Amsterdam UMC-led project drives innovation in healthcare with AI and natural language processing
80% of all patient data is unstructured. Notes from a conversation with a GP, the evaluation of a specialist in a university medical centre or even a recommendation from a pharmacist. While this ‘unstructured’ data is no problem for the human eye, it presents an unsurmountable challenge to an AI-algorithm. One that is “preventing AI from reaching its full potential,” in the view of Amsterdam UMC, Assistant Professor Iacer Calixto. To give AI the helping hand that it needs, Calixto is set to lead a project that will “tackle the important challenges that hinder its use in clinical practice,” thanks to funding from the NWO.
“We need to devise methods that are human-centered and responsible by design if we want these methods to be implemented in practice,” says Calixto. The project will build on Natural Language Processing (NLP) techniques that already underpin the increasingly popular, ChatGPT. Currently, the unstructured nature of this data means that software such as ChatGPT cannot be easily used in the health care sector. However, the software itself offers plenty of opportunities for the sector. With promises to improve data entry, decision making and to free up crucial time that doctors and nurses can instead spend on patient care.
Ensuring privacy is maintained
Protecting the privacy of our patients is a top priority at Amsterdam UMC, and that isn’t different when we are developing, testing or using AI-algorithms.”
Mat Daemen, Vice-Dean of Research at Amsterdam UMC
To ensure that AI can also be used in a safe way, this project will also address issues relating to privacy. By developing new ‘synthetic’ patient records, based around simulated information. These records mimic real patient records, in order to facilitate healthcare and research, while protecting the information of the ‘real’ patients.
“One of the main bottlenecks of doing research in healthcare is access to high-quality data to train and validate machine learning models.
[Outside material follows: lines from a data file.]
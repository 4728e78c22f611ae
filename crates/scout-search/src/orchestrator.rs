//! Search orchestrator for running a combination plan.
//!
//! This module provides the `SearchOrchestrator` which runs every planned
//! filter combination in order, each on its own freshly launched browser
//! session, and merges the results into one deduplicated dataset.

use crate::aggregator::aggregate;
use crate::error::{Result, SearchError};
use crate::retriever::{CombinationOutcome, CombinationRun, PaginatedRetriever};
use scout_browser::SessionLauncher;
use scout_core::{FilterSet, ResultRecord, SearchConfig};
use serde::Serialize;
use std::fmt;
use std::sync::Arc;
use tokio_util::sync::CancellationToken;

/// Everything a run produced.
#[derive(Debug, Clone, Serialize)]
pub struct SearchReport {
    /// One entry per planned combination, in plan order
    pub runs: Vec<CombinationRun>,
    /// Deduplicated records across all combinations
    pub dataset: Vec<ResultRecord>,
}

impl SearchReport {
    /// Build a report from finished combinations.
    #[must_use]
    pub fn from_runs(runs: Vec<CombinationRun>) -> Self {
        let dataset = aggregate(runs.iter().map(|run| run.records.as_slice()));
        Self { runs, dataset }
    }

    /// Outcome counts for the final user-facing message.
    #[must_use]
    pub fn summary(&self) -> RunSummary {
        let mut summary = RunSummary {
            combinations: self.runs.len(),
            unique_records: self.dataset.len(),
            ..RunSummary::default()
        };

        for run in &self.runs {
            match run.outcome {
                CombinationOutcome::Retrieved { .. } => summary.with_results += 1,
                CombinationOutcome::Empty => summary.empty += 1,
                CombinationOutcome::Failed { .. } => summary.failed += 1,
                CombinationOutcome::Skipped => summary.skipped += 1,
            }
        }

        summary
    }
}

/// Per-outcome combination counts.
#[derive(Debug, Clone, Copy, Default, PartialEq, Eq, Serialize)]
pub struct RunSummary {
    /// Planned combinations
    pub combinations: usize,
    /// Combinations that returned records
    pub with_results: usize,
    /// Combinations that matched nothing
    pub empty: usize,
    /// Combinations abandoned on an error
    pub failed: usize,
    /// Combinations not started because the run was aborted
    pub skipped: usize,
    /// Records left after deduplication
    pub unique_records: usize,
}

impl fmt::Display for RunSummary {
    fn fmt(&self, f: &mut fmt::Formatter<'_>) -> fmt::Result {
        write!(
            f,
            "{} combination(s): {} with results, {} empty, {} failed",
            self.combinations, self.with_results, self.empty, self.failed
        )?;
        if self.skipped > 0 {
            write!(f, ", {} skipped", self.skipped)?;
        }
        write!(f, "; {} unique record(s)", self.unique_records)
    }
}

/// Runs combination plans one combination at a time.
pub struct SearchOrchestrator {
    /// Starts one browser session per combination
    launcher: Arc<dyn SessionLauncher>,
    /// Form workflow for a single combination
    retriever: PaginatedRetriever,
}

impl SearchOrchestrator {
    /// Create a new orchestrator.
    pub fn new(launcher: Arc<dyn SessionLauncher>, config: SearchConfig) -> Result<Self> {
        Ok(Self {
            launcher,
            retriever: PaginatedRetriever::new(config)?,
        })
    }

    /// Run every combination in `plan`, strictly in order.
    ///
    /// A failing combination never stops the run. Once `cancel` fires, the
    /// combination in progress finishes and the remaining ones are reported
    /// as skipped.
    pub async fn run(&self, plan: &[FilterSet], cancel: &CancellationToken) -> SearchReport {
        let total = plan.len();
        let mut runs = Vec::with_capacity(total);

        for (index, filters) in plan.iter().enumerate() {
            if cancel.is_cancelled() {
                tracing::warn!(
                    "Run aborted, skipping {} remaining combination(s)",
                    total - index
                );
                runs.extend(plan[index..].iter().cloned().map(CombinationRun::skipped));
                break;
            }

            tracing::info!("[{}/{}] Searching {}", index + 1, total, filters);
            runs.push(self.run_combination(filters).await);
        }

        SearchReport::from_runs(runs)
    }

    /// Launch a fresh session and retrieve one combination on it.
    async fn run_combination(&self, filters: &FilterSet) -> CombinationRun {
        match self.launcher.launch().await {
            Ok(session) => self.retriever.run(session, filters).await,
            Err(e) => {
                tracing::warn!("Could not start a browser for {}: {}", filters, e);
                CombinationRun::failed(filters.clone(), &SearchError::Browser(e))
            }
        }
    }
}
Part of our project will generate synthetic patient records that include not only structured but also unstructured data such as free-text highlights from a consultation with a GP. These synthetic records, though not from real patients, can still be very useful to enable easier access to high-quality healthcare data for researchers and clinicians,” says Calixto.
Responsibly Dutch
Another sticking point for the use of AI in the Dutch health sector, is a rather more self-evident one: language. Software such as ChatGPT are built on language databases, and these are predominantly in English. By building new models that are trained on Dutch medical records, the project will increase the reliability of existing tools as well as making them easier to use for professionals on the wards or in the treatment room.
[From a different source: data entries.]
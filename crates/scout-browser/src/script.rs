//! JavaScript snippets evaluated in the page for dropdown handling.
//!
//! Selectors and labels are embedded as JSON string literals, which are
//! valid JavaScript string literals.

use serde::Deserialize;

/// Outcome reported by [`select_option`].
#[derive(Debug, Clone, Copy, PartialEq, Eq, Deserialize)]
#[serde(rename_all = "kebab-case")]
pub enum SelectOutcome {
    Selected,
    NoOption,
    Missing,
}

fn literal(value: &str) -> String {
    serde_json::Value::String(value.to_string()).to_string()
}

/// Result of [`list_options`].
#[derive(Debug, Clone, Deserialize)]
pub struct OptionsListing {
    pub found: bool,
    #[serde(default)]
    pub options: Vec<String>,
}

/// Reports whether the control exists and, if so, its trimmed option labels.
pub fn list_options(selector: &str) -> String {
    format!(
        r"(() => {{
  const el = document.querySelector({sel});
  if (!el || !el.options) return {{ found: false, options: [] }};
  return {{ found: true, options: Array.from(el.options).map(o => o.text.trim()) }};
}})()",
        sel = literal(selector)
    )
}

/// Selects by exact label and fires the events a user selection would.
///
/// Dependent dropdowns on the form listen for `change`.
pub fn select_option(selector: &str, label: &str) -> String {
    format!(
        r"(() => {{
  const el = document.querySelector({sel});
  if (!el || !el.options) return 'missing';
  const idx = Array.from(el.options).findIndex(o => o.text.trim() === {label});
  if (idx < 0) return 'no-option';
  el.selectedIndex = idx;
  el.dispatchEvent(new Event('input', {{ bubbles: true }}));
  el.dispatchEvent(new Event('change', {{ bubbles: true }}));
  return 'selected';
}})()",
        sel = literal(selector),
        label = literal(label.trim())
    )
}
This is a bold project that will ensure the Amsterdam UMC is one of the forces driving innovation in healthcare with artificial intelligence and natural language processing. Results obtained in this project, for instance, synthetic patient records will benefit the entire Dutch healthcare ecosystem, including other hospitals and university medical centers, says Calixto.
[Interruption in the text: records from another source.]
//! Paginated retrieval of one filter combination.
//!
//! The retriever drives a single browser session through the directory form:
//! open the form, apply each filter, submit, then read result pages until the
//! next-page control is disabled or absent. Failures before the first page discard the
//! combination; failures while paging keep the pages already read.

use crate::error::{Result, SearchError};
use crate::parser::ResultParser;
use scout_browser::{control_selector, BrowserActions, BrowserSession};
use scout_core::{FilterCategory, FilterSet, ResultRecord, SearchConfig};
use serde::Serialize;
use std::time::Duration;

/// Where a combination is in the form workflow.
#[derive(Debug, Clone, Copy, PartialEq, Eq, Serialize)]
#[serde(rename_all = "snake_case")]
pub enum RetrievalState {
    /// Nothing done yet
    Idle,
    /// Search form rendered
    FormReady,
    /// Every requested filter selected
    FiltersApplied,
    /// Search submitted
    Submitted,
    /// Result page `page` (1-based) read
    PageLoaded {
        /// Pages read so far
        page: usize,
    },
    /// Finished, records kept
    Done,
    /// Aborted, records discarded
    Failed,
}

impl RetrievalState {
    /// Whether the combination has stopped.
    #[must_use]
    pub fn is_terminal(self) -> bool {
        matches!(self, Self::Done | Self::Failed)
    }

    /// An error in this state ends paging but keeps what was read.
    fn keeps_partial(self) -> bool {
        matches!(self, Self::PageLoaded { .. })
    }
}

/// How one combination ended.
#[derive(Debug, Clone, PartialEq, Eq, Serialize)]
#[serde(rename_all = "snake_case", tag = "status")]
pub enum CombinationOutcome {
    /// At least one record was read
    Retrieved {
        /// Result pages read
        pages: usize,
        /// Paging stopped on a page that failed to load
        truncated: bool,
    },
    /// The search ran and matched nothing
    Empty,
    /// The combination was abandoned before any page was read
    Failed {
        /// Error description
        reason: String,
        /// A requested value had no dropdown option
        selection: bool,
    },
    /// The run was aborted before this combination started
    Skipped,
}

/// One filter set together with what it produced.
#[derive(Debug, Clone, Serialize)]
pub struct CombinationRun {
    /// The searched combination
    pub filters: FilterSet,
    /// Records in page order, then row order
    pub records: Vec<ResultRecord>,
    /// How the combination ended
    pub outcome: CombinationOutcome,
}

impl CombinationRun {
    /// A combination whose session could not be used at all.
    #[must_use]
    pub fn failed(filters: FilterSet, error: &SearchError) -> Self {
        Self {
            filters,
            records: Vec::new(),
            outcome: CombinationOutcome::Failed {
                reason: error.to_string(),
                selection: error.is_selection_failure(),
            },
        }
    }

    /// A combination that never started.
    #[must_use]
    pub fn skipped(filters: FilterSet) -> Self {
        Self {
            filters,
            records: Vec::new(),
            outcome: CombinationOutcome::Skipped,
        }
    }

    /// True if the combination produced records.
    #[must_use]
    pub fn has_results(&self) -> bool {
        matches!(self.outcome, CombinationOutcome::Retrieved { .. })
    }
}

/// Drives the directory search form for one combination at a time.
pub struct PaginatedRetriever {
    config: SearchConfig,
    parser: ResultParser,
}

impl PaginatedRetriever {
    /// Create a retriever for the configured form.
    pub fn new(config: SearchConfig) -> Result<Self> {
        let parser = ResultParser::new(&config.selectors.result_rows)?;
        Ok(Self { config, parser })
    }

    /// Form settings in use.
    #[must_use]
    pub fn config(&self) -> &SearchConfig {
        &self.config
    }

    /// Retrieve one combination on a session it owns, releasing the session
    /// exactly once whatever the outcome.
    pub async fn run(
        &self,
        session: Box<dyn BrowserSession>,
        filters: &FilterSet,
    ) -> CombinationRun {
        let run = self.retrieve(session.as_ref(), filters).await;

        if let Err(e) = session.release().await {
            tracing::warn!("Failed to release browser session for {}: {}", filters, e);
        }

        run
    }

    /// Retrieve one combination on a borrowed session.
    pub async fn retrieve<S>(&self, session: &S, filters: &FilterSet) -> CombinationRun
    where
        S: BrowserActions + ?Sized,
    {
        let mut state = RetrievalState::Idle;
        let mut records = Vec::new();
        let mut pages = 0;
        let mut truncated = false;
        let mut failure = None;

        while !state.is_terminal() {
            state = match self.advance(session, filters, state, &mut records).await {
                Ok(next) => next,
                Err(e) if state.keeps_partial() => {
                    tracing::warn!(
                        "Stopping pagination for {} after {} page(s): {}",
                        filters,
                        pages,
                        e
                    );
                    truncated = true;
                    RetrievalState::Done
                }
                Err(e) => {
                    tracing::warn!("Search failed for {} while {:?}: {}", filters, state, e);
                    failure = Some(e);
                    RetrievalState::Failed
                }
            };

            if let RetrievalState::PageLoaded { page } = state {
                pages = page;
            }
        }

        if let Some(error) = failure {
            return CombinationRun::failed(filters.clone(), &error);
        }

        let outcome = if records.is_empty() {
            tracing::info!("No results for {}", filters);
            CombinationOutcome::Empty
        } else {
            tracing::info!(
                "Retrieved {} record(s) over {} page(s) for {}",
                records.len(),
                pages,
                filters
            );
            CombinationOutcome::Retrieved { pages, truncated }
        };

        CombinationRun {
            filters: filters.clone(),
            records,
            outcome,
        }
    }

    /// Perform the single transition out of `state`.
    async fn advance<S>(
        &self,
        session: &S,
        filters: &FilterSet,
        state: RetrievalState,
        records: &mut Vec<ResultRecord>,
    ) -> Result<RetrievalState>
    where
        S: BrowserActions + ?Sized,
    {
        let selectors = &self.config.selectors;

        match state {
            RetrievalState::Idle => {
                self.open_form(session).await?;
                Ok(RetrievalState::FormReady)
            }
            RetrievalState::FormReady => {
                self.apply_filters(session, filters).await?;
                Ok(RetrievalState::FiltersApplied)
            }
            RetrievalState::FiltersApplied => {
                session.click(&selectors.submit_button).await?;
                settle(self.config.submit_settle_delay_ms).await;
                Ok(RetrievalState::Submitted)
            }
            RetrievalState::Submitted => {
                let first = self.read_page(session).await?;
                if first.is_empty() {
                    return Ok(RetrievalState::Done);
                }
                tracing::debug!("Page 1: {} record(s)", first.len());
                records.extend(first);
                Ok(RetrievalState::PageLoaded { page: 1 })
            }
            RetrievalState::PageLoaded { page } => {
                if self.next_page_disabled(session).await? {
                    return Ok(RetrievalState::Done);
                }

                session.click(&selectors.next_page_link).await?;
                settle(self.config.page_settle_delay_ms).await;

                let next = self.read_page(session).await?;
                if next.is_empty() {
                    return Ok(RetrievalState::Done);
                }
                tracing::debug!("Page {}: {} record(s)", page + 1, next.len());
                records.extend(next);
                Ok(RetrievalState::PageLoaded { page: page + 1 })
            }
            RetrievalState::Done | RetrievalState::Failed => Ok(state),
        }
    }

    async fn open_form<S>(&self, session: &S) -> Result<()>
    where
        S: BrowserActions + ?Sized,
    {
        session.navigate(&self.config.endpoint_url).await?;

        let form = control_selector(&self.config.selectors.location_control);
        session
            .wait_for_selector(&form, self.config.step_timeout())
            .await
            .map_err(|e| SearchError::FormTimeout(e.to_string()))
    }

    /// Select every requested value, in category order.
    ///
    /// Later dropdowns may be repopulated by earlier selections, so each
    /// selection is followed by its settle delay before the next one.
    async fn apply_filters<S>(&self, session: &S, filters: &FilterSet) -> Result<()>
    where
        S: BrowserActions + ?Sized,
    {
        for (category, value) in filters.iter() {
            let control = control_selector(self.config.selectors.control_for(category));
            session
                .wait_for_selector(&control, self.config.step_timeout())
                .await
                .map_err(|e| SearchError::FormTimeout(e.to_string()))?;

            let options = session.list_options(&control).await?;
            let label = category
                .match_mode()
                .find(value.as_str(), &options)
                .ok_or_else(|| SearchError::Selection {
                    category,
                    value: value.clone(),
                })?;

            tracing::debug!("Selecting {} '{}' for '{}'", category, label, value);
            session.select_option(&control, label).await?;

            let delay = match category {
                FilterCategory::Location => self.config.dependent_settle_delay_ms,
                FilterCategory::Member | FilterCategory::BreedType => self.config.settle_delay_ms,
            };
            settle(delay).await;
        }
        Ok(())
    }

    /// Wait for the results table and parse the current page.
    async fn read_page<S>(&self, session: &S) -> Result<Vec<ResultRecord>>
    where
        S: BrowserActions + ?Sized,
    {
        session
            .wait_for_selector(&self.config.selectors.results_table, self.config.step_timeout())
            .await
            .map_err(|e| SearchError::ResultsTimeout(e.to_string()))?;

        let html = session.page_content().await?;
        Ok(self.parser.parse(&html))
    }

    /// True when there is no further page: the next-page control is
    /// disabled or absent.
    async fn next_page_disabled<S>(&self, session: &S) -> Result<bool>
    where
        S: BrowserActions + ?Sized,
    {
        let selectors = &self.config.selectors;
        let classes = match session.attribute(&selectors.next_page, "class").await {
            Ok(classes) => classes,
            Err(e) if e.is_missing_element() => {
                tracing::debug!("No next-page control ({}), treating as last page", e);
                return Ok(true);
            }
            Err(e) => return Err(e.into()),
        };
        Ok(classes.is_some_and(|classes| {
            classes
                .split_whitespace()
                .any(|class| class == selectors.disabled_class)
        }))
    }
}

async fn settle(millis: u64) {
    if millis > 0 {
        tokio::time::sleep(Duration::from_millis(millis)).await;
    }
}

#[cfg(test)]
mod tests {
    use super::*;

    #[test]
    fn test_terminal_states() {
        assert!(RetrievalState::Done.is_terminal());
        assert!(RetrievalState::Failed.is_terminal());
        assert!(!RetrievalState::Idle.is_terminal());
        assert!(!RetrievalState::PageLoaded { page: 3 }.is_terminal());
    }

    #[test]
    fn test_only_paging_keeps_partial_results() {
        assert!(RetrievalState::PageLoaded { page: 1 }.keeps_partial());
        assert!(!RetrievalState::Submitted.keeps_partial());
        assert!(!RetrievalState::FormReady.keeps_partial());
    }

    #[test]
    fn test_failed_run_records_selection_flag() {
        let error = SearchError::Selection {
            category: FilterCategory::Member,
            value: scout_core::FilterValue::new("Nobody").unwrap(),
        };
        let run = CombinationRun::failed(FilterSet::new(), &error);
        assert!(!run.has_results());
        assert_eq!(
            run.outcome,
            CombinationOutcome::Failed {
                reason: "no member option matches 'Nobody'".to_string(),
                selection: true,
            }
        );
    }

    #[test]
    fn test_retriever_rejects_bad_row_selector() {
        let mut config = SearchConfig::default();
        config.selectors.result_rows = "tr[[".to_string();
        assert!(PaginatedRetriever::new(config).is_err());
    }
}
The responsibility of this AI project is not only limited to the important goal of maintaining patient privacy. The project will also seek to remove any aspects of discrimination and unfairness that may exist in existing AI models. For Daemen, this is an essential condition for the use of AI in Amsterdam UMC, and something that this project has at its core. “This project is an important addition to the efforts of many experts in Amsterdam UMC and in the Amsterdam region to introduce and use AI tools in a human centred and responsible way,” he concludes.